What to produce: The answer must be one number: the count of lines in the data below that include "AsRefStr".

*** Opening of Data in this exercise ***

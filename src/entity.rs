/*!

The [`Entity`] capability contract consumed by the containers in this crate.

An entity is any value that exposes a stable, comparable identifier. The
containers never construct or destroy entities; they store values the caller
moves in and hand back values or references on request. Identifier equality is
the identifier type's own [`Eq`], and `id()` must return the same identifier
for as long as the value is stored.

```rust
use entity_collections::Entity;

struct Person {
    id: u32,
    name: String,
}

impl Entity for Person {
    type Id = u32;

    fn id(&self) -> u32 {
        self.id
    }
}
```

*/

use std::fmt::Debug;
use std::hash::Hash;

/// A value with a stable, comparable identifier.
pub trait Entity {
    /// The identifier type. `Hash` is required so identifiers can key an
    /// [`EntityMap`](crate::EntityMap); `Clone` so they can be projected out
    /// of a container without moving the entity.
    type Id: Eq + Hash + Clone + Debug;

    /// Returns this entity's identifier. Must be deterministic for the
    /// lifetime of the stored value.
    fn id(&self) -> Self::Id;
}
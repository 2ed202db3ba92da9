mod cims_cli;
mod session_command;

pub use cims_cli::CimsCli;
pub use session_command::SessionCommand;
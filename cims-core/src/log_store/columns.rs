use std::str::FromStr;
use strum::IntoEnumIterator;
use strum_macros::{AsRefStr, EnumIter, EnumString};

/// Columns of the log table, serialized with the exact header text.
#[derive(Debug, Clone, Copy, PartialEq, Eq, EnumIter, AsRefStr, EnumString)]
pub enum Column {
    #[strum(serialize = "User")]
    User,
    #[strum(serialize = "CIMS ID")]
    CimsId,
    #[strum(serialize = "Start Time")]
    StartTime,
    #[strum(serialize = "End Time")]
    EndTime,
    #[strum(serialize = "Duration (secs)")]
    DurationSecs,
}

/// Which fixed column layout a log file uses.
#[derive(Debug, Clone, Copy, PartialEq, Eq)]
pub enum LogSchema {
    /// `CIMS ID | Start Time | End Time | Duration (secs)`
    Shared,
    /// `User | CIMS ID | Start Time | End Time | Duration (secs)`
    PerUser,
}

impl LogSchema {
    pub fn for_user(user: Option<&str>) -> Self {
        match user {
            Some(_) => LogSchema::PerUser,
            None => LogSchema::Shared,
        }
    }

    pub fn columns(self) -> Vec<Column> {
        Column::iter()
            .filter(|c| self == LogSchema::PerUser || *c != Column::User)
            .collect()
    }

    pub fn has_user(self) -> bool {
        self == LogSchema::PerUser
    }

    /// Matches header cells against the known layouts. Cells are compared after trimming.
    pub fn from_header<S: AsRef<str>>(cells: &[S]) -> Option<Self> {
        let parsed: Option<Vec<Column>> = cells
            .iter()
            .map(|c| Column::from_str(c.as_ref().trim()).ok())
            .collect();
        let parsed = parsed?;
        [LogSchema::Shared, LogSchema::PerUser]
            .into_iter()
            .find(|schema| schema.columns() == parsed)
    }
}
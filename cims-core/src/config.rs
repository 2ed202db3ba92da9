use anyhow::{Context, Result};
use chrono::format::{Item, StrftimeItems};
use directories::BaseDirs;
use serde::Deserialize;
use std::{fs, path::PathBuf};

use crate::paths::log_file_path;

#[derive(Debug, Clone)]
pub struct Config {
    /// Directory where the time log files live.
    pub log_dir: PathBuf,
    /// Explicit backing file. When set, the per-user file name is not derived.
    pub log_file: Option<PathBuf>,
    /// Name of the person timing transactions. Adds a `User` column and selects
    /// a per-user log file (`cims_time_log_{user}.md`).
    pub user: Option<String>,
    /// The CLI asks for a name before starting when no user was supplied.
    pub require_user: bool,
    /// How timestamps are shown on screen. Default is "%Y-%m-%d %H:%M:%S".
    pub display_datetime_format: String,
}

#[derive(Debug, Default, Deserialize)]
struct FileConfig {
    log_dir: Option<PathBuf>,
    log_file: Option<PathBuf>,
    user: Option<String>,
    require_user: Option<bool>,
    display_datetime_format: Option<String>,
}

impl Config {
    /// Public entrypoint: load config from disk (first XDG path, then native) and apply defaults.
    pub fn load() -> Result<Self> {
        let file_config = Self::read_file_config().unwrap_or_else(|error| {
            tracing::warn!("ignoring config file: {error:#}");
            FileConfig::default()
        });

        Ok(Self::from_file_config(file_config))
    }

    fn from_file_config(file_config: FileConfig) -> Self {
        let log_dir = file_config.log_dir.unwrap_or_else(Self::default_log_dir);
        let display_datetime_format = file_config
            .display_datetime_format
            .filter(|f| {
                let valid = is_valid_datetime_format(f);
                if !valid {
                    tracing::warn!("ignoring invalid display_datetime_format `{f}`");
                }
                valid
            })
            .unwrap_or_else(|| "%Y-%m-%d %H:%M:%S".to_string());

        Self {
            log_dir,
            log_file: file_config.log_file,
            user: None,
            require_user: file_config.require_user.unwrap_or(false),
            display_datetime_format,
        }
        .with_user(file_config.user)
    }

    /// Returns a copy of this config identified as `user`. Blank names clear the identity.
    pub fn with_user(mut self, user: Option<String>) -> Self {
        self.user = user
            .map(|u| u.trim().to_string())
            .filter(|u| !u.is_empty());
        self
    }

    /// The backing file this configuration points at.
    pub fn log_path(&self) -> PathBuf {
        match &self.log_file {
            Some(path) => path.clone(),
            None => log_file_path(&self.log_dir, self.user.as_deref()),
        }
    }

    /// Default log root: `{data_dir}/cims`
    /// - macOS:   `~/Library/Application Support/cims`
    /// - Linux:   `$XDG_DATA_HOME/cims` or `~/.local/share/cims`
    /// - Windows: `%APPDATA%\cims`
    fn default_log_dir() -> PathBuf {
        if let Some(base) = BaseDirs::new() {
            let mut p = base.data_dir().to_path_buf();
            p.push("cims");
            p
        } else {
            PathBuf::from("./cims")
        }
    }

    fn config_file_paths() -> Vec<PathBuf> {
        let mut v = Vec::new();
        if let Some(b) = BaseDirs::new() {
            let xdg = b.home_dir().join(".config").join("cims").join("config.toml");
            v.push(xdg);
            let native = b.config_dir().join("cims").join("config.toml");
            v.push(native);
        }
        v
    }

    /// Read the first existing config file and parse it.
    fn read_file_config() -> Result<FileConfig> {
        for path in Self::config_file_paths() {
            if !path.exists() {
                continue;
            }
            let s =
                fs::read_to_string(&path).with_context(|| format!("reading {}", path.display()))?;
            return Self::parse_file(&s).with_context(|| format!("parsing {}", path.display()));
        }
        Ok(FileConfig::default())
    }

    /// Parse a TOML string into `FileConfig`.
    fn parse_file(s: &str) -> Result<FileConfig> {
        Ok(toml::from_str::<FileConfig>(s)?)
    }
}

/// Formatting with a bad strftime pattern panics, so patterns are checked up front.
pub fn is_valid_datetime_format(format: &str) -> bool {
    !StrftimeItems::new(format).any(|item| matches!(item, Item::Error))
}

/// Test helper to create a default `Config` for testing purposes.
///
/// This is the single source of truth for test configuration.
/// If you add a field to `Config`, you only need to update it here.
#[cfg(test)]
pub(crate) fn mk_config(log_dir: PathBuf, user: Option<&str>) -> Config {
    Config {
        log_dir,
        log_file: None,
        user: user.map(str::to_string),
        require_user: false,
        display_datetime_format: "%Y-%m-%d %H:%M:%S".to_string(),
    }
}
use crate::{
    Config,
    entry::{Entry, LogRow},
    log_store::{LogSchema, LogStore},
    tracker::EntryTracker,
};
use anyhow::Result;
use chrono::{Local, NaiveDateTime};

/// What happened when the user asked to complete the oldest pending entry.
#[derive(Debug)]
pub enum CompletionOutcome {
    /// No entry was pending. Informational, not an error.
    NothingPending,
    /// The entry was completed and the log file rewritten.
    Saved(LogRow),
    /// The entry was completed and kept in memory, but the log file could not be written.
    SaveFailed { row: LogRow, error: anyhow::Error },
}

/// One timing session: the configuration, the pending/completed entries of this
/// run, and the persisted log table.
pub struct Cims {
    pub config: Config,
    pub tracker: EntryTracker,
    pub log: LogStore,
}

impl Cims {
    /// Creates a new `Cims` session, loading configuration from standard paths.
    pub fn new() -> Result<Self> {
        let config = Config::load()?;
        Self::with_config(config)
    }

    /// Creates a new `Cims` session with a specific `Config`.
    ///
    /// Loads the backing file once. A corrupt file stops here instead of being replaced.
    pub fn with_config(config: Config) -> Result<Self> {
        let path = config.log_path();
        let schema = LogSchema::for_user(config.user.as_deref());
        let log = LogStore::load(&path, schema)?;
        let tracker = EntryTracker::new(config.user.clone());
        Ok(Self {
            config,
            tracker,
            log,
        })
    }

    /// Starts timing `identifier`. Blank input is ignored and returns `None`.
    pub fn submit(&mut self, identifier: &str) -> Option<&Entry> {
        self.tracker.submit(identifier)
    }

    pub fn submit_at(&mut self, identifier: &str, start_time: NaiveDateTime) -> Option<&Entry> {
        self.tracker.submit_at(identifier, start_time)
    }

    /// Completes the oldest pending entry now and persists it.
    pub fn complete_oldest(&mut self) -> CompletionOutcome {
        self.complete_oldest_at(Local::now().naive_local())
    }

    pub fn complete_oldest_at(&mut self, end_time: NaiveDateTime) -> CompletionOutcome {
        let Some(row) = self.tracker.complete_oldest_at(end_time) else {
            return CompletionOutcome::NothingPending;
        };
        let row = self.log.fit(row);
        match self.log.append(row.clone()) {
            Ok(()) => CompletionOutcome::Saved(row),
            Err(error) => {
                tracing::error!(identifier = %row.identifier, "failed to save time log: {error:#}");
                CompletionOutcome::SaveFailed { row, error }
            }
        }
    }
}

#[cfg(test)]
mod tests {
    use super::*;
    use crate::config::mk_config;
    use chrono::{Duration, NaiveDate};
    use std::fs;
    use tempfile::tempdir;

    fn mk_cims(user: Option<&str>) -> (Cims, tempfile::TempDir) {
        let tmp = tempdir().unwrap();
        let config = mk_config(tmp.path().join("cims"), user);
        let cims = Cims::with_config(config).expect("cims with config");
        (cims, tmp)
    }

    fn t0() -> NaiveDateTime {
        NaiveDate::from_ymd_opt(2025, 8, 15)
            .unwrap()
            .and_hms_opt(9, 0, 0)
            .unwrap()
    }

    #[test]
    fn submit_then_complete_two_seconds_later() {
        let (mut cims, _tmp) = mk_cims(None);
        let entry = cims.submit_at("ABC123", t0()).unwrap();
        assert_eq!(entry.start_time, t0());
        assert_eq!(cims.tracker.pending_count(), 1);

        let outcome = cims.complete_oldest_at(t0() + Duration::milliseconds(2_000));
        let CompletionOutcome::Saved(row) = outcome else {
            panic!("expected the entry to be saved");
        };
        assert_eq!(row.identifier, "ABC123");
        assert!((row.duration_secs - 2.0).abs() < 0.01);
        assert_eq!(cims.log.rows(), &[row]);
        assert_eq!(cims.tracker.pending_count(), 0);
    }

    #[test]
    fn completing_with_nothing_pending_leaves_the_log_alone() {
        let (mut cims, _tmp) = mk_cims(None);
        assert!(matches!(
            cims.complete_oldest_at(t0()),
            CompletionOutcome::NothingPending
        ));
        assert!(cims.log.is_empty());
        assert!(!cims.config.log_path().exists());
    }

    #[test]
    fn a_then_b_completes_a() {
        let (mut cims, _tmp) = mk_cims(None);
        cims.submit_at("A", t0());
        cims.submit_at("B", t0() + Duration::seconds(1));
        let outcome = cims.complete_oldest_at(t0() + Duration::seconds(3));
        assert!(matches!(outcome, CompletionOutcome::Saved(ref r) if r.identifier == "A"));
        let pending: Vec<_> = cims.tracker.pending().map(|e| e.identifier.clone()).collect();
        assert_eq!(pending, vec!["B".to_string()]);
    }

    #[test]
    fn per_user_session_writes_user_column_to_own_file() {
        let (mut cims, _tmp) = mk_cims(Some("Jane Doe"));
        cims.submit_at("A1", t0());
        cims.complete_oldest_at(t0() + Duration::seconds(1));

        let path = cims.config.log_path();
        assert!(path.ends_with("cims_time_log_Jane_Doe.md"));
        let content = fs::read_to_string(&path).unwrap();
        assert!(content.starts_with("| User | CIMS ID |"));
        assert!(content.contains("| Jane Doe | A1 |"));
    }

    #[test]
    fn log_survives_sessions_but_pending_entries_do_not() {
        let tmp = tempdir().unwrap();
        let config = mk_config(tmp.path().join("cims"), None);

        let mut first = Cims::with_config(config.clone()).unwrap();
        first.submit_at("kept", t0());
        first.complete_oldest_at(t0() + Duration::seconds(4));
        first.submit_at("dropped", t0());
        drop(first);

        let second = Cims::with_config(config).unwrap();
        assert_eq!(second.tracker.pending_count(), 0);
        assert_eq!(second.log.rows().len(), 1);
        assert_eq!(second.log.rows()[0].identifier, "kept");
        assert_eq!(second.log.summarize().unwrap().mean_secs, 4.0);
    }

    #[test]
    fn save_failure_is_reported_and_row_retained() {
        let tmp = tempdir().unwrap();
        let mut config = mk_config(tmp.path().join("cims"), None);
        let blocked = tmp.path().join("blocked.md");
        config.log_file = Some(blocked.clone());
        let mut cims = Cims::with_config(config).unwrap();
        fs::create_dir(&blocked).unwrap();

        cims.submit_at("A", t0());
        let outcome = cims.complete_oldest_at(t0() + Duration::seconds(1));
        assert!(matches!(outcome, CompletionOutcome::SaveFailed { .. }));
        assert_eq!(cims.log.rows().len(), 1);
        assert_eq!(cims.tracker.completed().count(), 1);
    }

    #[test]
    fn named_user_on_shared_file_saves_what_reloads() {
        let tmp = tempdir().unwrap();
        let shared = tmp.path().join("cims_time_log.md");
        let mut anonymous = Cims::with_config(mk_config(tmp.path().to_path_buf(), None)).unwrap();
        anonymous.submit_at("A0", t0());
        anonymous.complete_oldest_at(t0() + Duration::seconds(1));

        let mut config = mk_config(tmp.path().to_path_buf(), Some("Ana"));
        config.log_file = Some(shared.clone());
        let mut cims = Cims::with_config(config.clone()).unwrap();
        cims.submit_at("A1", t0());
        let CompletionOutcome::Saved(row) = cims.complete_oldest_at(t0() + Duration::seconds(2))
        else {
            panic!("expected the entry to be saved");
        };
        assert!(row.user.is_none());

        let reloaded = Cims::with_config(config).unwrap();
        assert_eq!(reloaded.log.rows(), cims.log.rows());
    }

    #[test]
    fn corrupt_log_stops_the_session() {
        let tmp = tempdir().unwrap();
        let config = mk_config(tmp.path().to_path_buf(), None);
        fs::write(config.log_path(), "garbage").unwrap();
        assert!(Cims::with_config(config).is_err());
    }
}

*** Close of Data in this exercise ***

Written reply: 2